Beginning with the first line of the data below, extract each line up to and including the one containing "u64) -> Result<Attendance, StoreError>". Copy them exactly and add nothing.

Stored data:
Start of Block

#[async_trait]
impl ScopedRepository<Attendance> for MySqlStore {
    async fn find_own(
        &self,
        company_id: u64,
        filter: &AttendanceFilter,
    ) -> Result<Vec<Attendance>, StoreError> {
        let conditions = attendance_conditions(company_id, filter);
        self.fetch_scoped(
            ATTENDANCE_SELECT,
            ATTENDANCE_FROM,
            &conditions,
            "a.date DESC, a.id DESC",
            filter.paging.as_ref(),
        )
        .await
    }

    async fn count_own(&self, company_id: u64, filter: &AttendanceFilter) -> Result<i64, StoreError> {
        self.count_scoped(ATTENDANCE_FROM, &attendance_conditions(company_id, filter))
            .await
    }

    async fn find_by_id_scoped(&self, company_id: u64, id: u64) -> Result<Attendance, StoreError> {
        let mut conditions = Conditions::scoped("e.company_id", company_id);
        conditions.push("a.id = ?", id);
        self.fetch_one_scoped(ATTENDANCE_SELECT, ATTENDANCE_FROM, &conditions)
            .await
    }

    /// Relies on `uq_attendance_employee_date`: of two concurrent check-ins only
    /// one insert succeeds, the other maps to `Conflict(AttendanceDay)`.
    async fn create(&self, new: NewAttendance) -> Result<Attendance, StoreError> {
        let id = sqlx::query(
            r#"
            INSERT INTO attendance (employee_id, date, check_in_time, status)
            VALUES (?, ?, ?, ?)
            "#,
        )
        .bind(new.employee_id)
        .bind(new.date)
        .bind(new.check_in_time)
        .bind(new.status.as_ref())
        .execute(&self.pool)
        .await?
        .last_insert_id();

        Ok(Attendance {
            id,
            employee_id: new.employee_id,
            date: new.date,
            check_in_time: new.check_in_time,
            check_out_time: None,
            status: new.status,
        })
    }

    async fn update(&self, company_id: u64, entity: &Attendance) -> Result<(), StoreError> {
        let mut tx = self.pool.begin().await?;

        let (check_out,) = sqlx::query_as::<_, (Option<NaiveTime>,)>(
            r#"
            SELECT a.check_out_time
            FROM attendance a JOIN employee_profiles e ON e.id = a.employee_id
            WHERE a.id = ? AND e.company_id = ?
            FOR UPDATE
            "#,
        )
        .bind(entity.id)
        .bind(company_id)
        .fetch_optional(&mut *tx)
        .await?
        .ok_or(StoreError::NotFound)?;

        if check_out.is_some() {
            return Err(StoreError::Stale);
        }

        sqlx::query("UPDATE attendance SET check_out_time = ?, status = ? WHERE id = ?")
            .bind(entity.check_out_time)
            .bind(entity.status.as_ref())
            .bind(entity.id)
            .execute(&mut *tx)
            .await?;

        tx.commit().await?;
        Ok(())
    }
}

// -------------------- leave --------------------

fn leave_conditions(company_id: u64, filter: &LeaveFilter) -> Conditions {
    let mut c = Conditions::scoped("e.company_id", company_id);
    if let Some(employee_id) = filter.employee_id {
        c.push("l.employee_id = ?", employee_id);
    }
    if let Some(status) = filter.status {
        c.push("l.status = ?", status.as_ref());
    }
    c
}

#[async_trait]
impl ScopedRepository<LeaveRequest> for MySqlStore {
    async fn find_own(
        &self,
        company_id: u64,
        filter: &LeaveFilter,
    ) -> Result<Vec<LeaveRequest>, StoreError> {
        let conditions = leave_conditions(company_id, filter);
        self.fetch_scoped(
            LEAVE_SELECT,
            LEAVE_FROM,
            &conditions,
            "l.start_date DESC, l.id DESC",
            filter.paging.as_ref(),
        )
        .await
    }

    async fn count_own(&self, company_id: u64, filter: &LeaveFilter) -> Result<i64, StoreError> {
        self.count_scoped(LEAVE_FROM, &leave_conditions(company_id, filter))
            .await
    }

    async fn find_by_id_scoped(&self, company_id: u64, id: u64) -> Result<LeaveRequest, StoreError> {
        let mut conditions = Conditions::scoped("e.company_id", company_id);
        conditions.push("l.id = ?", id);
        self.fetch_one_scoped(LEAVE_SELECT, LEAVE_FROM, &conditions)
            .await
    }

    async fn create(&self, new: NewLeave) -> Result<LeaveRequest, StoreError> {
        let id = sqlx::query(
            r#"
            INSERT INTO leave_requests (employee_id, leave_type, start_date, end_date, status)
            VALUES (?, ?, ?, ?, ?)
            "#,
        )
        .bind(new.employee_id)
        .bind(new.leave_type.as_ref())
        .bind(new.start_date)
        .bind(new.end_date)
        .bind(LeaveStatus::Pending.as_ref())
        .execute(&self.pool)
        .await?
        .last_insert_id();

        Ok(LeaveRequest {
            id,
            employee_id: new.employee_id,
            leave_type: new.leave_type,
            start_date: new.start_date,
            end_date: new.end_date,
            status: LeaveStatus::Pending,
            admin_comment: None,
        })
    }

    async fn update(&self, company_id: u64, entity: &LeaveRequest) -> Result<(), StoreError> {
        let mut tx = self.pool.begin().await?;

        let (status,) = sqlx::query_as::<_, (String,)>(
            r#"
            SELECT l.status
            FROM leave_requests l JOIN employee_profiles e ON e.id = l.employee_id
            WHERE l.id = ? AND e.company_id = ?
            FOR UPDATE
            "#,
        )
        .bind(entity.id)
        .bind(company_id)
        .fetch_optional(&mut *tx)
        .await?
        .ok_or(StoreError::NotFound)?;

        if status != LeaveStatus::Pending.as_ref() {
            return Err(StoreError::Stale);
        }

        sqlx::query("UPDATE leave_requests SET status = ?, admin_comment = ? WHERE id = ?")
            .bind(entity.status.as_ref())
            .bind(&entity.admin_comment)
            .bind(entity.id)
            .execute(&mut *tx)
            .await?;

        tx.commit().await?;
        Ok(())
    }
}

// -------------------- payroll --------------------

fn payroll_conditions(company_id: u64, filter: &PayrollFilter) -> Conditions {
    let mut c = Conditions::scoped("e.company_id", company_id);
    if let Some(employee_id) = filter.employee_id {
        c.push("p.employee_id = ?", employee_id);
    }
    if let Some(month) = &filter.month {
        c.push("p.month = ?", month.as_str());
    }
    c
}

#[async_trait]
impl ScopedRepository<Payroll> for MySqlStore {
    async fn find_own(
        &self,
        company_id: u64,
        filter: &PayrollFilter,
    ) -> Result<Vec<Payroll>, StoreError> {
        let conditions = payroll_conditions(company_id, filter);
        self.fetch_scoped(
            PAYROLL_SELECT,
            PAYROLL_FROM,
            &conditions,
            "p.id DESC",
            filter.paging.as_ref(),
        )
        .await
    }

    async fn count_own(&self, company_id: u64, filter: &PayrollFilter) -> Result<i64, StoreError> {
        self.count_scoped(PAYROLL_FROM, &payroll_conditions(company_id, filter))
            .await
    }

    async fn find_by_id_scoped(&self, company_id: u64, id: u64) -> Result<Payroll, StoreError> {
        let mut conditions = Conditions::scoped("e.company_id", company_id);
        conditions.push("p.id = ?", id);
        self.fetch_one_scoped(PAYROLL_SELECT, PAYROLL_FROM, &conditions)
            .await
    }

    async fn create(&self, new: NewPayroll) -> Result<Payroll, StoreError> {
        let net_salary = Payroll::net(new.basic_salary, new.deductions);

        let id = sqlx::query(
            r#"
            INSERT INTO payroll (employee_id, basic_salary, deductions, net_salary, month)
            VALUES (?, ?, ?, ?, ?)
            "#,
        )
        .bind(new.employee_id)
        .bind(new.basic_salary)
        .bind(new.deductions)
        .bind(net_salary)
        .bind(&new.month)
        .execute(&self.pool)
        .await?
        .last_insert_id();

        Ok(Payroll {
            id,
            employee_id: new.employee_id,
            basic_salary: new.basic_salary,
            deductions: new.deductions,
            net_salary,
            month: new.month,
        })
    }

    async fn update(&self, company_id: u64, entity: &Payroll) -> Result<(), StoreError> {
        let mut tx = self.pool.begin().await?;

        sqlx::query_scalar::<_, u64>(
            r#"
            SELECT p.id
            FROM payroll p JOIN employee_profiles e ON e.id = p.employee_id
            WHERE p.id = ? AND e.company_id = ?
            FOR UPDATE
            "#,
        )
        .bind(entity.id)
        .bind(company_id)
        .fetch_optional(&mut *tx)
        .await?
        .ok_or(StoreError::NotFound)?;

        sqlx::query(
            "UPDATE payroll SET basic_salary = ?, deductions = ?, net_salary = ? WHERE id = ?",
        )
        .bind(entity.basic_salary)
        .bind(entity.deductions)
        .bind(Payroll::net(entity.basic_salary, entity.deductions))
        .bind(entity.id)
        .execute(&mut *tx)
        .await?;

        tx.commit().await?;
        Ok(())
    }
}
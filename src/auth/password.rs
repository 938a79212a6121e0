use argon2::{
    Argon2,
    password_hash::{PasswordHash, PasswordHasher, PasswordVerifier, SaltString, rand_core::OsRng},
};

use crate::error::AppError;

/// Argon2id PHC string; the random salt is embedded in the output.
pub fn hash_password(password: &str) -> Result<String, AppError> {
    let argon2 = Argon2::default();
    let salt = SaltString::generate(&mut OsRng);

    argon2
        .hash_password(password.as_bytes(), &salt)
        .map(|h| h.to_string())
        .map_err(AppError::internal)
}

/// False for a wrong password and for any hash that does not parse.
pub fn verify_password(password: &str, hashed: &str) -> bool {
    let parsed = match PasswordHash::new(hashed) {
        Ok(p) => p,
        Err(e) => {
            tracing::warn!(error = %e, "Stored password hash is malformed");
            return false;
        }
    };

    Argon2::default()
        .verify_password(password.as_bytes(), &parsed)
        .is_ok()
}

#[cfg(test)]
mod tests {
    use super::*;

    #[test]
    fn round_trip() {
        let hash = hash_password("s3cret-pass").unwrap();
        assert!(verify_password("s3cret-pass", &hash));
        assert!(!verify_password("s3cret-pasS", &hash));
    }

    #[test]
    fn same_password_gets_distinct_salts() {
        let a = hash_password("same").unwrap();
        let b = hash_password("same").unwrap();
        assert_ne!(a, b);
        assert!(verify_password("same", &a));
        assert!(verify_password("same", &b));
    }

    #[test]
    fn malformed_hash_fails_closed() {
        assert!(!verify_password("anything", ""));
        assert!(!verify_password("anything", "deadbeef$cafebabe"));
        assert!(!verify_password("anything", "$argon2id$v=19$garbage"));
    }
}
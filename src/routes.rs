use crate::{
    api::{attendance, employee, leave_request, payroll, report},
    auth::{handlers, middleware::auth_middleware},
    config::Config,
};
use actix_governor::{
    Governor, GovernorConfigBuilder, PeerIpKeyExtractor, governor::middleware::NoOpMiddleware,
};
use actix_web::{middleware::from_fn, web};
use std::sync::Arc;

// Builds a per-peer-IP limiter allowing `requests_per_min` with an equal burst.
fn build_limiter(requests_per_min: u32) -> Governor<PeerIpKeyExtractor, NoOpMiddleware> {
    let requests_per_min = requests_per_min.max(1);
    let per_ms = (60_000 / requests_per_min as u64).max(1);
    let cfg = GovernorConfigBuilder::default()
        .milliseconds_per_request(per_ms)
        .burst_size(requests_per_min)
        .key_extractor(PeerIpKeyExtractor)
        .finish()
        .unwrap_or_default();
    Governor::new(&cfg)
}

pub fn configure(cfg: &mut web::ServiceConfig, config: &Config) {
    let login_limiter = Arc::new(build_limiter(config.rate_login_per_min));
    let signup_limiter = Arc::new(build_limiter(config.rate_signup_per_min));
    let protected_limiter = Arc::new(build_limiter(config.rate_protected_per_min));

    // Public routes
    cfg.service(
        web::scope("/auth")
            .service(
                web::resource("/company-signup")
                    .wrap(signup_limiter)
                    .route(web::post().to(handlers::company_signup)),
            )
            .service(
                web::resource("/login")
                    .wrap(login_limiter)
                    .route(web::post().to(handlers::login)),
            ),
    );

    // Protected routes. Literal segments are registered before `{id}`.
    cfg.service(
        web::scope(&config.api_prefix)
            .wrap(from_fn(auth_middleware)) // authentication
            .wrap(protected_limiter) // rate limiting
            .service(web::resource("/me").route(web::get().to(handlers::me)))
            .service(web::resource("/me/password").route(web::put().to(handlers::change_password)))
            .service(
                web::scope("/employees")
                    // /employees
                    .service(
                        web::resource("")
                            .route(web::post().to(employee::create_employee))
                            .route(web::get().to(employee::list_employees)),
                    )
                    // /employees/me
                    .service(web::resource("/me").route(web::get().to(employee::my_profile)))
                    // /employees/{id}
                    .service(
                        web::resource("/{id}")
                            .route(web::put().to(employee::update_employee))
                            .route(web::get().to(employee::get_employee))
                            .route(web::delete().to(employee::deactivate_employee)),
                    )
                    // /employees/{id}/reset-password
                    .service(
                        web::resource("/{id}/reset-password")
                            .route(web::post().to(employee::reset_password)),
                    ),
            )
            .service(
                web::scope("/leave")
                    // /leave
                    .service(
                        web::resource("")
                            .route(web::get().to(leave_request::leave_list))
                            .route(web::post().to(leave_request::create_leave)),
                    )
                    // /leave/me
                    .service(web::resource("/me").route(web::get().to(leave_request::my_leaves)))
                    // /leave/{id}
                    .service(web::resource("/{id}").route(web::get().to(leave_request::get_leave)))
                    // /leave/{id}/approve
                    .service(
                        web::resource("/{id}/approve")
                            .route(web::put().to(leave_request::approve_leave)),
                    )
                    // /leave/{id}/reject
                    .service(
                        web::resource("/{id}/reject")
                            .route(web::put().to(leave_request::reject_leave)),
                    ),
            )
            .service(
                web::scope("/attendance")
                    // /attendance
                    .service(
                        web::resource("").route(web::get().to(attendance::company_attendance)),
                    )
                    .service(
                        web::resource("/check-in").route(web::post().to(attendance::check_in)),
                    )
                    .service(
                        web::resource("/check-out").route(web::post().to(attendance::check_out)),
                    )
                    .service(web::resource("/me").route(web::get().to(attendance::my_attendance))),
            )
            .service(
                web::scope("/payroll")
                    // /payroll
                    .service(
                        web::resource("")
                            .route(web::post().to(payroll::create_payroll))
                            .route(web::get().to(payroll::list_payrolls)),
                    )
                    // /payroll/me
                    .service(web::resource("/me").route(web::get().to(payroll::my_payroll)))
                    // /payroll/{id}
                    .service(
                        web::resource("/{id}")
                            .route(web::get().to(payroll::get_payroll))
                            .route(web::put().to(payroll::update_payroll)),
                    ),
            )
            .service(
                web::scope("/reports")
                    .service(web::resource("/dashboard").route(web::get().to(report::dashboard))),
            ),
    );
}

End of Block

_EXERCISE RESULT_:
#[async_trait]
impl ScopedRepository<Attendance> for MySqlStore {
    async fn find_own(
        &self,
        company_id: u64,
        filter: &AttendanceFilter,
    ) -> Result<Vec<Attendance>, StoreError> {
        let conditions = attendance_conditions(company_id, filter);
        self.fetch_scoped(
            ATTENDANCE_SELECT,
            ATTENDANCE_FROM,
            &conditions,
            "a.date DESC, a.id DESC",
            filter.paging.as_ref(),
        )
        .await
    }

    async fn count_own(&self, company_id: u64, filter: &AttendanceFilter) -> Result<i64, StoreError> {
        self.count_scoped(ATTENDANCE_FROM, &attendance_conditions(company_id, filter))
            .await
    }

    async fn find_by_id_scoped(&self, company_id: u64, id: u64) -> Result<Attendance, StoreError> {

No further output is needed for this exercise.